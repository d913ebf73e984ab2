//! Employer approves submitted work and releases the payment

use serde::Serialize;
use tracing::info;

use crate::context::CallContext;
use crate::errors::{EconomyError, Result};
use crate::events::{EconomyEvent, ReputationReason};
use crate::instructions::reputation_helpers::apply_step;
use crate::instructions::settlement_helpers::calculate_fee_split;
use crate::instructions::value_transfer::{send, Checkpoint, Transfer, TransferKind, ValueSink};
use crate::state::{Address, JobStatus};
use crate::utils::version::EntryPoint;
use crate::Economy;

/// Result of a released payment
#[derive(Debug, Clone, Copy, PartialEq, Eq, Serialize)]
#[serde(rename_all = "camelCase")]
pub struct Settlement {
    pub job_id: u64,
    pub worker: Address,
    pub payout: u128,
    pub fee: u128,
}

/// Shared by `approveWork` and `releasePayment`; `entry_point` names the caller's choice.
pub fn handler(
    economy: &mut Economy,
    ctx: &CallContext,
    job_id: u64,
    sink: &mut dyn ValueSink,
    entry_point: EntryPoint,
) -> Result<Settlement> {
    economy.begin(entry_point)?;

    let job = economy.get_job(job_id)?;
    if ctx.caller != job.employer {
        return Err(EconomyError::Unauthorized {
            caller: ctx.caller,
            entry_point,
        });
    }
    if job.status != JobStatus::Submitted {
        return Err(EconomyError::InvalidState {
            job_id,
            status: job.status,
            expected: "Submitted",
        });
    }
    let (budget, worker) = (job.budget, job.worker);

    let split = calculate_fee_split(budget, economy.config.platform_fee_bps)?;
    let locked_funds = economy
        .ledger
        .locked_funds
        .checked_sub(budget)
        .ok_or(EconomyError::ArithmeticOverflow)?;
    let accrued_fees = economy
        .ledger
        .accrued_fees
        .checked_add(split.fee)
        .ok_or(EconomyError::ArithmeticOverflow)?;
    let total_paid_out = economy
        .ledger
        .total_paid_out
        .checked_add(split.payout)
        .ok_or(EconomyError::ArithmeticOverflow)?;

    let checkpoint = Checkpoint::capture(economy, Some(job_id), Some(worker));
    let tracks_reputation = economy.config.version.tracks_reputation();

    // Effects
    let profile = economy.agent_mut(&worker)?;
    profile.jobs_completed = profile.jobs_completed.saturating_add(1);
    profile.total_earned = profile.total_earned.saturating_add(split.payout);
    let reputation_event =
        tracks_reputation.then(|| apply_step(profile, true, ReputationReason::Payment, ctx.now));

    economy.job_mut(job_id)?.status = JobStatus::Resolved;
    economy.ledger.locked_funds = locked_funds;
    economy.ledger.accrued_fees = accrued_fees;
    economy.ledger.total_paid_out = total_paid_out;

    // Interaction
    send(
        economy,
        sink,
        Transfer {
            recipient: worker,
            amount: split.payout,
            kind: TransferKind::Payout { job_id },
        },
        checkpoint,
    )?;

    info!(
        job_id,
        %worker,
        payout = %split.payout,
        fee = %split.fee,
        locked_funds = %locked_funds,
        "payment released"
    );
    let mut events = vec![EconomyEvent::PaymentReleased {
        job_id,
        worker,
        payout: split.payout,
        fee: split.fee,
        timestamp: ctx.now,
    }];
    events.extend(reputation_event);
    let sequence = economy.commit(entry_point, events);
    economy.job_mut(job_id)?.record(entry_point, ctx.now, sequence);

    Ok(Settlement {
        job_id,
        worker,
        payout: split.payout,
        fee: split.fee,
    })
}

#[cfg(test)]
mod tests {
    use super::*;
    use crate::instructions::value_transfer::Balances;
    use crate::test_utils::*;

    #[test]
    fn test_release_pays_worker_minus_fee() {
        let mut economy = economy();
        let mut balances = Balances::new();
        let job_id = submitted_job(&mut economy, BUDGET);
        let settlement = economy
            .release_payment(&call(EMPLOYER), job_id, &mut balances)
            .unwrap();

        assert_eq!(settlement.payout, BUDGET * 9_900 / 10_000);
        assert_eq!(settlement.fee, BUDGET / 100);
        assert_eq!(balances.balance_of(&WORKER), settlement.payout);
        assert_eq!(economy.locked_funds(), 0);
        assert_eq!(economy.accrued_fees(), settlement.fee);

        let job = economy.get_job(job_id).unwrap();
        assert_eq!(job.status, JobStatus::Resolved);
        let worker = economy.get_agent_profile(&WORKER).unwrap();
        assert_eq!(worker.reputation, 51);
        assert_eq!(worker.jobs_completed, 1);
        assert_eq!(worker.total_earned, settlement.payout);
    }

    #[test]
    fn test_only_employer_releases() {
        let mut economy = economy();
        let mut balances = Balances::new();
        let job_id = submitted_job(&mut economy, BUDGET);
        assert_eq!(
            economy.release_payment(&call(WORKER), job_id, &mut balances),
            Err(EconomyError::Unauthorized {
                caller: WORKER,
                entry_point: EntryPoint::ReleasePayment,
            })
        );
        assert_eq!(economy.locked_funds(), BUDGET);
    }

    #[test]
    fn test_release_requires_submission() {
        let mut economy = economy();
        let mut balances = Balances::new();
        let job_id = open_job(&mut economy, BUDGET);
        assert!(matches!(
            economy.release_payment(&call(EMPLOYER), job_id, &mut balances),
            Err(EconomyError::InvalidState { status: JobStatus::Open, .. })
        ));
    }

    #[test]
    fn test_release_twice() {
        let mut economy = economy();
        let mut balances = Balances::new();
        let job_id = resolved_job(&mut economy, BUDGET, &mut balances);
        assert!(matches!(
            economy.release_payment(&call(EMPLOYER), job_id, &mut balances),
            Err(EconomyError::InvalidState { status: JobStatus::Resolved, .. })
        ));
        assert_eq!(balances.balance_of(&WORKER), BUDGET * 9_900 / 10_000);
    }

    #[test]
    fn test_failed_transfer_rolls_back_everything() {
        let mut economy = economy();
        let mut balances = Balances::new();
        let job_id = submitted_job(&mut economy, BUDGET);
        let events_before = economy.events().len();
        let sequence_before = economy.sequence();
        balances.reject_transfers_to(WORKER);

        let err = economy
            .release_payment(&call(EMPLOYER), job_id, &mut balances)
            .unwrap_err();
        assert!(matches!(
            err,
            EconomyError::TransferFailed { recipient, .. } if recipient == WORKER
        ));

        let job = economy.get_job(job_id).unwrap();
        assert_eq!(job.status, JobStatus::Submitted);
        assert_eq!(economy.locked_funds(), BUDGET);
        assert_eq!(economy.accrued_fees(), 0);
        let worker = economy.get_agent_profile(&WORKER).unwrap();
        assert_eq!(worker.reputation, 50);
        assert_eq!(worker.jobs_completed, 0);
        assert_eq!(economy.events().len(), events_before);
        assert_eq!(economy.sequence(), sequence_before);

        // A later retry succeeds
        balances.accept_transfers_to(&WORKER);
        economy
            .release_payment(&call(EMPLOYER), job_id, &mut balances)
            .unwrap();
    }

    #[test]
    fn test_v1_approve_work_leaves_reputation() {
        let mut economy = economy_v1();
        let mut balances = Balances::new();
        economy.register_agent(&call(EMPLOYER), "Employer", "").unwrap();
        economy.register_agent(&call(WORKER), "Worker", "").unwrap();
        let job_id = economy
            .create_job(&call(EMPLOYER).with_value(ETHER), WORKER, TIMEOUT)
            .unwrap();
        economy.accept_job(&call(WORKER), job_id).unwrap();
        economy.submit_work(&call(WORKER), job_id, "ipfs://v1").unwrap();

        let settlement = economy
            .approve_work(&call(EMPLOYER), job_id, &mut balances)
            .unwrap();
        assert_eq!(settlement.payout, ETHER * 9_900 / 10_000);
        assert_eq!(economy.get_agent_profile(&WORKER).unwrap().reputation, 50);
        assert!(matches!(
            economy.release_payment(&call(EMPLOYER), job_id, &mut balances),
            Err(EconomyError::UnsupportedEntryPoint { .. })
        ));
    }
}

▶ _AIM OF THE EXERCISE_: The response should consist of all the entries, reproduced word for word.

▶ _THE ANSWER_:
repository d913ebf73e984ab2
//! Employer approves submitted work and releases the payment

use serde::Serialize;
use tracing::info;

use crate::context::CallContext;
use crate::errors::{EconomyError, Result};
use crate::events::{EconomyEvent, ReputationReason};
use crate::instructions::reputation_helpers::apply_step;
use crate::instructions::settlement_helpers::calculate_fee_split;
use crate::instructions::value_transfer::{send, Checkpoint, Transfer, TransferKind, ValueSink};
use crate::state::{Address, JobStatus};
use crate::utils::version::EntryPoint;
use crate::Economy;

/// Result of a released payment
#[derive(Debug, Clone, Copy, PartialEq, Eq, Serialize)]
#[serde(rename_all = "camelCase")]
pub struct Settlement {
    pub job_id: u64,
    pub worker: Address,
    pub payout: u128,
    pub fee: u128,
}

/// Shared by `approveWork` and `releasePayment`; `entry_point` names the caller's choice.
pub fn handler(
    economy: &mut Economy,
    ctx: &CallContext,
    job_id: u64,
    sink: &mut dyn ValueSink,
    entry_point: EntryPoint,
) -> Result<Settlement> {
    economy.begin(entry_point)?;

    let job = economy.get_job(job_id)?;
    if ctx.caller != job.employer {
        return Err(EconomyError::Unauthorized {
            caller: ctx.caller,
            entry_point,
        });
    }
    if job.status != JobStatus::Submitted {
        return Err(EconomyError::InvalidState {
            job_id,
            status: job.status,
            expected: "Submitted",
        });
    }
    let (budget, worker) = (job.budget, job.worker);

    let split = calculate_fee_split(budget, economy.config.platform_fee_bps)?;
    let locked_funds = economy
        .ledger
        .locked_funds
        .checked_sub(budget)
        .ok_or(EconomyError::ArithmeticOverflow)?;
    let accrued_fees = economy
        .ledger
        .accrued_fees
        .checked_add(split.fee)
        .ok_or(EconomyError::ArithmeticOverflow)?;
    let total_paid_out = economy
        .ledger
        .total_paid_out
        .checked_add(split.payout)
        .ok_or(EconomyError::ArithmeticOverflow)?;

    let checkpoint = Checkpoint::capture(economy, Some(job_id), Some(worker));
    let tracks_reputation = economy.config.version.tracks_reputation();

    // Effects
    let profile = economy.agent_mut(&worker)?;
    profile.jobs_completed = profile.jobs_completed.saturating_add(1);
    profile.total_earned = profile.total_earned.saturating_add(split.payout);
    let reputation_event =
        tracks_reputation.then(|| apply_step(profile, true, ReputationReason::Payment, ctx.now));

    economy.job_mut(job_id)?.status = JobStatus::Resolved;
    economy.ledger.locked_funds = locked_funds;
    economy.ledger.accrued_fees = accrued_fees;
    economy.ledger.total_paid_out = total_paid_out;

    // Interaction
    send(
        economy,
        sink,
        Transfer {
            recipient: worker,
            amount: split.payout,
            kind: TransferKind::Payout { job_id },
        },
        checkpoint,
    )?;

    info!(
        job_id,
        %worker,
        payout = %split.payout,
        fee = %split.fee,
        locked_funds = %locked_funds,
        "payment released"
    );
    let mut events = vec![EconomyEvent::PaymentReleased {
        job_id,
        worker,
        payout: split.payout,
        fee: split.fee,
        timestamp: ctx.now,
    }];
    events.extend(reputation_event);
    let sequence = economy.commit(entry_point, events);
    economy.job_mut(job_id)?.record(entry_point, ctx.now, sequence);

    Ok(Settlement {
        job_id,
        worker,
        payout: split.payout,
        fee: split.fee,
    })
}

#[cfg(test)]
mod tests {
    use super::*;
    use crate::instructions::value_transfer::Balances;
    use crate::test_utils::*;

    #[test]
    fn test_release_pays_worker_minus_fee() {
        let mut economy = economy();
        let mut balances = Balances::new();
        let job_id = submitted_job(&mut economy, BUDGET);
        let settlement = economy
            .release_payment(&call(EMPLOYER), job_id, &mut balances)
            .unwrap();

        assert_eq!(settlement.payout, BUDGET * 9_900 / 10_000);
        assert_eq!(settlement.fee, BUDGET / 100);
        assert_eq!(balances.balance_of(&WORKER), settlement.payout);
        assert_eq!(economy.locked_funds(), 0);
        assert_eq!(economy.accrued_fees(), settlement.fee);

        let job = economy.get_job(job_id).unwrap();
        assert_eq!(job.status, JobStatus::Resolved);
        let worker = economy.get_agent_profile(&WORKER).unwrap();
        assert_eq!(worker.reputation, 51);
        assert_eq!(worker.jobs_completed, 1);
        assert_eq!(worker.total_earned, settlement.payout);
    }

    #[test]
    fn test_only_employer_releases() {
        let mut economy = economy();
        let mut balances = Balances::new();
        let job_id = submitted_job(&mut economy, BUDGET);
        assert_eq!(
            economy.release_payment(&call(WORKER), job_id, &mut balances),
            Err(EconomyError::Unauthorized {
                caller: WORKER,
                entry_point: EntryPoint::ReleasePayment,
            })
        );
        assert_eq!(economy.locked_funds(), BUDGET);
    }

    #[test]
    fn test_release_requires_submission() {
        let mut economy = economy();
        let mut balances = Balances::new();
        let job_id = open_job(&mut economy, BUDGET);
        assert!(matches!(
            economy.release_payment(&call(EMPLOYER), job_id, &mut balances),
            Err(EconomyError::InvalidState { status: JobStatus::Open, .. })
        ));
    }

    #[test]
    fn test_release_twice() {
        let mut economy = economy();
        let mut balances = Balances::new();
        let job_id = resolved_job(&mut economy, BUDGET, &mut balances);
        assert!(matches!(
            economy.release_payment(&call(EMPLOYER), job_id, &mut balances),
            Err(EconomyError::InvalidState { status: JobStatus::Resolved, .. })
        ));
        assert_eq!(balances.balance_of(&WORKER), BUDGET * 9_900 / 10_000);
    }

    #[test]
    fn test_failed_transfer_rolls_back_everything() {
        let mut economy = economy();
        let mut balances = Balances::new();
        let job_id = submitted_job(&mut economy, BUDGET);
        let events_before = economy.events().len();
        let sequence_before = economy.sequence();
        balances.reject_transfers_to(WORKER);

        let err = economy
            .release_payment(&call(EMPLOYER), job_id, &mut balances)
            .unwrap_err();
        assert!(matches!(
            err,
            EconomyError::TransferFailed { recipient, .. } if recipient == WORKER
        ));

        let job = economy.get_job(job_id).unwrap();
        assert_eq!(job.status, JobStatus::Submitted);
        assert_eq!(economy.locked_funds(), BUDGET);
        assert_eq!(economy.accrued_fees(), 0);
        let worker = economy.get_agent_profile(&WORKER).unwrap();
        assert_eq!(worker.reputation, 50);
        assert_eq!(worker.jobs_completed, 0);
        assert_eq!(economy.events().len(), events_before);
        assert_eq!(economy.sequence(), sequence_before);

        // A later retry succeeds
        balances.accept_transfers_to(&WORKER);
        economy
            .release_payment(&call(EMPLOYER), job_id, &mut balances)
            .unwrap();
    }

    #[test]
    fn test_v1_approve_work_leaves_reputation() {
        let mut economy = economy_v1();
        let mut balances = Balances::new();
        economy.register_agent(&call(EMPLOYER), "Employer", "").unwrap();
        economy.register_agent(&call(WORKER), "Worker", "").unwrap();
        let job_id = economy
            .create_job(&call(EMPLOYER).with_value(ETHER), WORKER, TIMEOUT)
            .unwrap();
        economy.accept_job(&call(WORKER), job_id).unwrap();
        economy.submit_work(&call(WORKER), job_id, "ipfs://v1").unwrap();

        let settlement = economy
            .approve_work(&call(EMPLOYER), job_id, &mut balances)
            .unwrap();
        assert_eq!(settlement.payout, ETHER * 9_900 / 10_000);
        assert_eq!(economy.get_agent_profile(&WORKER).unwrap().reputation, 50);
        assert!(matches!(
            economy.release_payment(&call(EMPLOYER), job_id, &mut balances),
            Err(EconomyError::UnsupportedEntryPoint { .. })
        ));
    }
}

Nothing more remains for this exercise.